## Dataset extract
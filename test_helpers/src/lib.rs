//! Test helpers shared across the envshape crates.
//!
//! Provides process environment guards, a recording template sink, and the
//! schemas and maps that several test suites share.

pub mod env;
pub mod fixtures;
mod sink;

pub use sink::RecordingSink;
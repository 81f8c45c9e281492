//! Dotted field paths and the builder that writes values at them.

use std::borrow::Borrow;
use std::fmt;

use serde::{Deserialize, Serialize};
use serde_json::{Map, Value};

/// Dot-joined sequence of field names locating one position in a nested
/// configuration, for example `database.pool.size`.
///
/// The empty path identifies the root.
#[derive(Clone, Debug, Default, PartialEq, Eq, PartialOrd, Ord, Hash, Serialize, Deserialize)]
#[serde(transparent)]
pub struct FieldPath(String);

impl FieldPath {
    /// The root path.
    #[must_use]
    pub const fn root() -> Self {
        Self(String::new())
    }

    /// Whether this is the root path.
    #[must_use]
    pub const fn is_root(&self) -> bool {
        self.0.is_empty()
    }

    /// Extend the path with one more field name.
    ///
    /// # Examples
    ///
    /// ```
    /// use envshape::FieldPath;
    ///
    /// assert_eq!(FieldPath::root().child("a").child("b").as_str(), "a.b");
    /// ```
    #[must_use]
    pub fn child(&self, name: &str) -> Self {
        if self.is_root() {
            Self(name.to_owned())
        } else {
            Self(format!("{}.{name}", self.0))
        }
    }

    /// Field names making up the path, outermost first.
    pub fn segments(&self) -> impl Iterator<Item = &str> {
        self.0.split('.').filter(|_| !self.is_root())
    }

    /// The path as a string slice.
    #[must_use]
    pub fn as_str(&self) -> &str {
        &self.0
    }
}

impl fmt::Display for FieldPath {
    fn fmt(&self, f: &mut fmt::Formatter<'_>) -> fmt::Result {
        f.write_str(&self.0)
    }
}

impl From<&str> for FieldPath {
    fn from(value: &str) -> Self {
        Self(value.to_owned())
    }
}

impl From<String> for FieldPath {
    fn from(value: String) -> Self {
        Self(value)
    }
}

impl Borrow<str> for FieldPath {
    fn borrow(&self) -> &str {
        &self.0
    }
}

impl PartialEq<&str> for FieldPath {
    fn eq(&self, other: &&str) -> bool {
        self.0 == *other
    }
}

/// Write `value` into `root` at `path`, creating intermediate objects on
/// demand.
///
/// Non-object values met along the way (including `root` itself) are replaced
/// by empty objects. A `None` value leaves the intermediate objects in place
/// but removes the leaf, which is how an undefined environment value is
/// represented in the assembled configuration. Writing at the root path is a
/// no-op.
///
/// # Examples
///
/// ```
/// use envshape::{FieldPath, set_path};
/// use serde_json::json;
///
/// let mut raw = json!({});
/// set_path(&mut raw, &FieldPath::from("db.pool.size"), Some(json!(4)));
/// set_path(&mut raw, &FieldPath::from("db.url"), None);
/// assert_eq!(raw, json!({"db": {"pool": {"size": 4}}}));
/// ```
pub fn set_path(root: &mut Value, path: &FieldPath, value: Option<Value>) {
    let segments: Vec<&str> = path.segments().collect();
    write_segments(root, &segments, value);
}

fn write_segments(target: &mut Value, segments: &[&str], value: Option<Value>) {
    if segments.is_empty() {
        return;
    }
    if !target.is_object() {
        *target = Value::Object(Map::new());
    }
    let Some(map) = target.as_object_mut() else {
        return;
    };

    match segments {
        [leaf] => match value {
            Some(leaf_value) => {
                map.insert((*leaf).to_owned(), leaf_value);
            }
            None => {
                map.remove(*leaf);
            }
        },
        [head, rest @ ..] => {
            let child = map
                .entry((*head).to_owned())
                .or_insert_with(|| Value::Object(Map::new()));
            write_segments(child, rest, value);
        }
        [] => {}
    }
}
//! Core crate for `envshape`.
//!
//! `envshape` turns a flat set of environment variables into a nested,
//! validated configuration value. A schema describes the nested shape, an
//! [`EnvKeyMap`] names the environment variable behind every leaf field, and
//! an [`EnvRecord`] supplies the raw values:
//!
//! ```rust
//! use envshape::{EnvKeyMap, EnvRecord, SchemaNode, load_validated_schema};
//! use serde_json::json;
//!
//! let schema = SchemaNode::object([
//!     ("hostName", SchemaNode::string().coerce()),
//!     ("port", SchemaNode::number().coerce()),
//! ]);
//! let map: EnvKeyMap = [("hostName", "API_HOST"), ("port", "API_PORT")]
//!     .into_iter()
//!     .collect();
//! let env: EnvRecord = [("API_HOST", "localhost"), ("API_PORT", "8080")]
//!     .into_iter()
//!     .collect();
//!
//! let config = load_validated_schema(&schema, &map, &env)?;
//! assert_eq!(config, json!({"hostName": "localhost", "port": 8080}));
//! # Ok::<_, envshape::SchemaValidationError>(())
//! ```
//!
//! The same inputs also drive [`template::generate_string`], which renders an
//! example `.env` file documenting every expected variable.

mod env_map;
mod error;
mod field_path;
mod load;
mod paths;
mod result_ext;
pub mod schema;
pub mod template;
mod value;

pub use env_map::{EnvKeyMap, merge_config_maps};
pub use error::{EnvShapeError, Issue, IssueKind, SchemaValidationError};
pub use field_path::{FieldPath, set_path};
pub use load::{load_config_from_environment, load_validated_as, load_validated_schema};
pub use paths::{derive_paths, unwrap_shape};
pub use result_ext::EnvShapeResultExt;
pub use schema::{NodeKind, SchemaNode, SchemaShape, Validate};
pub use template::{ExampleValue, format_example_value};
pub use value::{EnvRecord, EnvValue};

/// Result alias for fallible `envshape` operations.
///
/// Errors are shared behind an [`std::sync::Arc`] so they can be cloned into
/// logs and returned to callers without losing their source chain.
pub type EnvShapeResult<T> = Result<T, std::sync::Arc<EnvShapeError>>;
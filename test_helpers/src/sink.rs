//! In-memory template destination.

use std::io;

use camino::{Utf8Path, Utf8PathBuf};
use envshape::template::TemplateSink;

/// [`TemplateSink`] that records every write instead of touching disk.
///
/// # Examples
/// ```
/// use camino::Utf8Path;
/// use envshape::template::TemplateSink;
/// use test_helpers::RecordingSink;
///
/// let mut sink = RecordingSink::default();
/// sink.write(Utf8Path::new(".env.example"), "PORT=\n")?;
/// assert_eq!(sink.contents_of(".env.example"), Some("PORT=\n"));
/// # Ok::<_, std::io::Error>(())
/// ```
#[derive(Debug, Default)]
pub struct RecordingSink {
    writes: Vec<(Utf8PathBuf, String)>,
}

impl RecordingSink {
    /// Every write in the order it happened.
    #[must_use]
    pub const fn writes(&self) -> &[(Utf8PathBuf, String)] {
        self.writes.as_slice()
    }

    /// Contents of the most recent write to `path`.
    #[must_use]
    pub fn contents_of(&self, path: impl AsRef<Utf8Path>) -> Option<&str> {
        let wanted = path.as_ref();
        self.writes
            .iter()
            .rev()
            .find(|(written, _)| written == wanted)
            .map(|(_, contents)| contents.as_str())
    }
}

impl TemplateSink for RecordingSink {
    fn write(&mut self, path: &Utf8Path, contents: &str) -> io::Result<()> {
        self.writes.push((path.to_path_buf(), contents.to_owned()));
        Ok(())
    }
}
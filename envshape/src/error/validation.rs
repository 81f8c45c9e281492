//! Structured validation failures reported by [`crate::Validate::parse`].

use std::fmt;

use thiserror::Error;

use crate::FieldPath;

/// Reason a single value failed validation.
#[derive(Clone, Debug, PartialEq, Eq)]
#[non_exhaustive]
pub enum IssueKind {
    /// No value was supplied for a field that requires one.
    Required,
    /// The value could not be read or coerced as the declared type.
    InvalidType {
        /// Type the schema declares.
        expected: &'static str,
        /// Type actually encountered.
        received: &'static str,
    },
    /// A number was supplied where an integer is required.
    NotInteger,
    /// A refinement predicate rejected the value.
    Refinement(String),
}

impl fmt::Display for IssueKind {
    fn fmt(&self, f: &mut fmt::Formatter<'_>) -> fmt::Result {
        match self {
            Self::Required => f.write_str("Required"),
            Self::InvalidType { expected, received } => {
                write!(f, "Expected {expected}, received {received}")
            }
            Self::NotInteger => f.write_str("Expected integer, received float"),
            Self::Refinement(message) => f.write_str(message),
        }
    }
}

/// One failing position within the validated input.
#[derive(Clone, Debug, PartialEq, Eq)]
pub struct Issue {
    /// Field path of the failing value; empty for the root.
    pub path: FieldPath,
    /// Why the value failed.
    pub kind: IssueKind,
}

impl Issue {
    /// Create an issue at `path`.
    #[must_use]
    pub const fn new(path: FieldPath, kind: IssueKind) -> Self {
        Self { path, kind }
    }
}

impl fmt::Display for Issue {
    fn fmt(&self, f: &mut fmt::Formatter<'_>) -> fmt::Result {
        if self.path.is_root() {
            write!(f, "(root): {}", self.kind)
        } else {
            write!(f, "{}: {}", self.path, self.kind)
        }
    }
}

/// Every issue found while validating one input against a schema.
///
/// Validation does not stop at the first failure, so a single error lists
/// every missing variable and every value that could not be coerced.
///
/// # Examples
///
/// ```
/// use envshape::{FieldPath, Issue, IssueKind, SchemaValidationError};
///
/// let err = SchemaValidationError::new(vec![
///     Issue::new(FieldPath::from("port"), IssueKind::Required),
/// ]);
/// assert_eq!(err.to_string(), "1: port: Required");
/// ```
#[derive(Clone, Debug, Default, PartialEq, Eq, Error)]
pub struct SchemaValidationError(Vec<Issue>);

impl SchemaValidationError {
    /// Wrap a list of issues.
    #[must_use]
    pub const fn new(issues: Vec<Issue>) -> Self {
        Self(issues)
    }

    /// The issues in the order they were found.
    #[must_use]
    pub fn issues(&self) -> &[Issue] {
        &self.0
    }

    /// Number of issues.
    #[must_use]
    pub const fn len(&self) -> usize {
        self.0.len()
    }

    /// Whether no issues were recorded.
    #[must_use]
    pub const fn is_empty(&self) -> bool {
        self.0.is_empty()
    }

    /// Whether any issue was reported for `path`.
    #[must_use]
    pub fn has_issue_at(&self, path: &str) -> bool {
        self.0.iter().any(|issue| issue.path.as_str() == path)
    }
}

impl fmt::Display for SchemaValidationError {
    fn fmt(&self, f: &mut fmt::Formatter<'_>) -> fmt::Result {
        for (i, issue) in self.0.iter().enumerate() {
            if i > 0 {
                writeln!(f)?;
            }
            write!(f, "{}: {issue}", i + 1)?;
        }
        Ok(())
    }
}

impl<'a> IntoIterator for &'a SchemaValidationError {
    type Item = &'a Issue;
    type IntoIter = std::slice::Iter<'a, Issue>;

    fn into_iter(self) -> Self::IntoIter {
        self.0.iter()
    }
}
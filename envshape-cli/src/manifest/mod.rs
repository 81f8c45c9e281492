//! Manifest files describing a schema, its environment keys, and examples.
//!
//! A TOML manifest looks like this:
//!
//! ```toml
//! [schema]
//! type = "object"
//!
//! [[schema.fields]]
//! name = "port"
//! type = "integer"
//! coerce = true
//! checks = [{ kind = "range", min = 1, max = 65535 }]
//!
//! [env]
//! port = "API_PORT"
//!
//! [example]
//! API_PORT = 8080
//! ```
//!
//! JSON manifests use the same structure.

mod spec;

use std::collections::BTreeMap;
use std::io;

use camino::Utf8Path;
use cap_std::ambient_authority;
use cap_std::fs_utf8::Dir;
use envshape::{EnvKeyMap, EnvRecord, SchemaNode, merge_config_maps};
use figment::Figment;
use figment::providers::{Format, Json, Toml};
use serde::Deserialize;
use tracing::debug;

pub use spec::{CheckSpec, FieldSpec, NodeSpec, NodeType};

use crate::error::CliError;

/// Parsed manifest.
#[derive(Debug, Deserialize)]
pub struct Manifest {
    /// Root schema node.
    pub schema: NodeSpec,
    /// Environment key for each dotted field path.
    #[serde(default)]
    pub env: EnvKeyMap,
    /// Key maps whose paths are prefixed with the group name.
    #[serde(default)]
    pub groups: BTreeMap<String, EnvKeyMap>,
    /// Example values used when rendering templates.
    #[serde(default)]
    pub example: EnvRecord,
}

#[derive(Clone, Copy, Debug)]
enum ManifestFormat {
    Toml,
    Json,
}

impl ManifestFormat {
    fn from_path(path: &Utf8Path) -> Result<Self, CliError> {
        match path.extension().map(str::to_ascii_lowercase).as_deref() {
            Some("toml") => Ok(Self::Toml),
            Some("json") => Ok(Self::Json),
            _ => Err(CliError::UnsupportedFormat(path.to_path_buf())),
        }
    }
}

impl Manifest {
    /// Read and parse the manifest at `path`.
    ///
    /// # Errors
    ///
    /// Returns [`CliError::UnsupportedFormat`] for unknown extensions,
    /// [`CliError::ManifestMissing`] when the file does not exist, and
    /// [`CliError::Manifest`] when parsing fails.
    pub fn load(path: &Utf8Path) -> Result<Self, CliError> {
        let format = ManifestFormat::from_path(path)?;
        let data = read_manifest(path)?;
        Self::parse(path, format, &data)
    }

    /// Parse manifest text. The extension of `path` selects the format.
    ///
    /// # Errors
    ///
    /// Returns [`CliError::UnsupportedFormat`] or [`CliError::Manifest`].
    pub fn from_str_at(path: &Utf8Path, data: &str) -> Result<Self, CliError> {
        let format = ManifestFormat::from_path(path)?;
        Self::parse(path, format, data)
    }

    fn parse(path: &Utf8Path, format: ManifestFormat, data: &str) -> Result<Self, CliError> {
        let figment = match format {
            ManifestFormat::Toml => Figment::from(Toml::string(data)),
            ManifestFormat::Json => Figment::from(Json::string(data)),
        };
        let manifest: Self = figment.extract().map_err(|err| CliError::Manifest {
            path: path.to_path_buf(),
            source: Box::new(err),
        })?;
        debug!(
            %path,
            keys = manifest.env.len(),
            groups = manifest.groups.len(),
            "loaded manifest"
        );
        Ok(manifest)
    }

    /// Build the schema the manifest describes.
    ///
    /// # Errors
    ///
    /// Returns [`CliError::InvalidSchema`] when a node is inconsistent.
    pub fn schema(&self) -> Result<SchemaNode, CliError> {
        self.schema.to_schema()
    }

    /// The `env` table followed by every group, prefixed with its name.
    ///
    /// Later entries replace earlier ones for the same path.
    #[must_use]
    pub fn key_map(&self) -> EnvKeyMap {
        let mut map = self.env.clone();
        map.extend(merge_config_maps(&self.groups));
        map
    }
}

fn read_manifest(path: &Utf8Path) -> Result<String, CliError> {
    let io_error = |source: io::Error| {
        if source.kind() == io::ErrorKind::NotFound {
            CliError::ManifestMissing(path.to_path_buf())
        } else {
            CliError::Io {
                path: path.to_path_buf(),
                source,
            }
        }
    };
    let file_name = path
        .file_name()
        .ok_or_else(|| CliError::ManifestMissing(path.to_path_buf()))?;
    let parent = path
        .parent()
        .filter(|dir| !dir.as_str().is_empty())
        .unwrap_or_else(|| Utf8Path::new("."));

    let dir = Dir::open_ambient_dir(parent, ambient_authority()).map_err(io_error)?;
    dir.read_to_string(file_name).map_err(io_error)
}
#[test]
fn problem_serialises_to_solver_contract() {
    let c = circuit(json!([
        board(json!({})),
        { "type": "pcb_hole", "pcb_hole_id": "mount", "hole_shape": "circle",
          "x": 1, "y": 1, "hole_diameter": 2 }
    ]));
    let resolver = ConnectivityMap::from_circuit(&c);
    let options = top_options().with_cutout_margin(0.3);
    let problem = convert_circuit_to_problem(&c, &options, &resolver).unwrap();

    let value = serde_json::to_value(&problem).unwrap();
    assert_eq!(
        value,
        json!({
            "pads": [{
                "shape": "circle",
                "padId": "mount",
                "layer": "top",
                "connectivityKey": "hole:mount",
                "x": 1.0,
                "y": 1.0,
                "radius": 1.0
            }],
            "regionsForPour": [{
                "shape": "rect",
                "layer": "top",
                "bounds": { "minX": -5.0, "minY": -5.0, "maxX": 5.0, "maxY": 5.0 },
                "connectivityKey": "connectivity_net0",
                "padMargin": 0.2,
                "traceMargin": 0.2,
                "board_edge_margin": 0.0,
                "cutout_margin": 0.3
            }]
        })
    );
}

## Exercise prompt
Every line above that has the string "position" needs to be copied.

## Your response
/// Dot-joined sequence of field names locating one position in a nested
/// One failing position within the validated input.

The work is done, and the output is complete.